**TASK REQUIREMENTS:**
Copy out each line of the listing that has the word "Store" in it.

**RECORDS FOR THE TASK:**

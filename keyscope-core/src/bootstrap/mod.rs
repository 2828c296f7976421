//! Startup helpers for the keyscope binary

pub mod config;

pub use config::{find_config_file, load_config};
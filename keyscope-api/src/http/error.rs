// HTTP error handling

use axum::{
    http::StatusCode,
    response::{IntoResponse, Response},
    Json,
};
use serde::{Deserialize, Serialize};
use std::fmt;

/// Result type for HTTP handlers
pub type AppResult<T> = Result<T, AppError>;

/// Application error with HTTP status code
#[derive(Debug)]
pub struct AppError {
    pub status: StatusCode,
    pub message: String,
}

impl AppError {
    pub fn new(status: StatusCode, message: impl Into<String>) -> Self {
        Self {
            status,
            message: message.into(),
        }
    }

    pub fn service_unavailable(message: impl Into<String>) -> Self {
        Self::new(StatusCode::SERVICE_UNAVAILABLE, message)
    }

    pub fn internal_server_error(message: impl Into<String>) -> Self {
        Self::new(StatusCode::INTERNAL_SERVER_ERROR, message)
    }
}

impl fmt::Display for AppError {
    fn fmt(&self, f: &mut fmt::Formatter<'_>) -> fmt::Result {
        write!(f, "{}: {}", self.status, self.message)
    }
}

impl std::error::Error for AppError {}

/// Error response JSON structure
#[derive(Debug, Serialize, Deserialize)]
pub struct ErrorResponse {
    pub error: String,
    pub status: u16,
}

impl IntoResponse for AppError {
    fn into_response(self) -> Response {
        let status = self.status;
        let body = Json(ErrorResponse {
            error: self.message,
            status: status.as_u16(),
        });

        (status, body).into_response()
    }
}

/// Store failures mean the watched server is unreachable or refused the
/// request; the HTTP process itself is fine.
impl From<keyscope_core::Error> for AppError {
    fn from(err: keyscope_core::Error) -> Self {
        use keyscope_core::Error;

        match err {
            Error::Redis(e) => {
                tracing::warn!("Redis error: {}", e);
                AppError::service_unavailable("Redis is unavailable")
            }
            Error::Timeout(msg) => {
                tracing::warn!("Redis timeout: {}", msg);
                AppError::service_unavailable("Redis did not respond in time")
            }
            Error::UnexpectedReply(msg) => {
                tracing::warn!("Unexpected Redis reply: {}", msg);
                AppError::service_unavailable("Redis returned an unexpected reply")
            }
            Error::Configuration(msg) => {
                tracing::warn!("Configuration error: {}", msg);
                AppError::service_unavailable(msg)
            }
            Error::Serialization(e) => {
                tracing::error!("Serialization error: {}", e);
                AppError::internal_server_error("Data processing error")
            }
            Error::Internal(msg) => {
                tracing::error!("Internal error: {}", msg);
                AppError::internal_server_error("Internal server error")
            }
        }
    }
}

impl From<keyscope_live::Error> for AppError {
    fn from(err: keyscope_live::Error) -> Self {
        match err {
            keyscope_live::Error::Store(e) => e.into(),
            keyscope_live::Error::HubClosed => {
                AppError::service_unavailable("Server is shutting down")
            }
        }
    }
}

**SOLVED EXERCISE:**
/// Store failures mean the watched server is unreachable or refused the
            keyscope_live::Error::Store(e) => e.into(),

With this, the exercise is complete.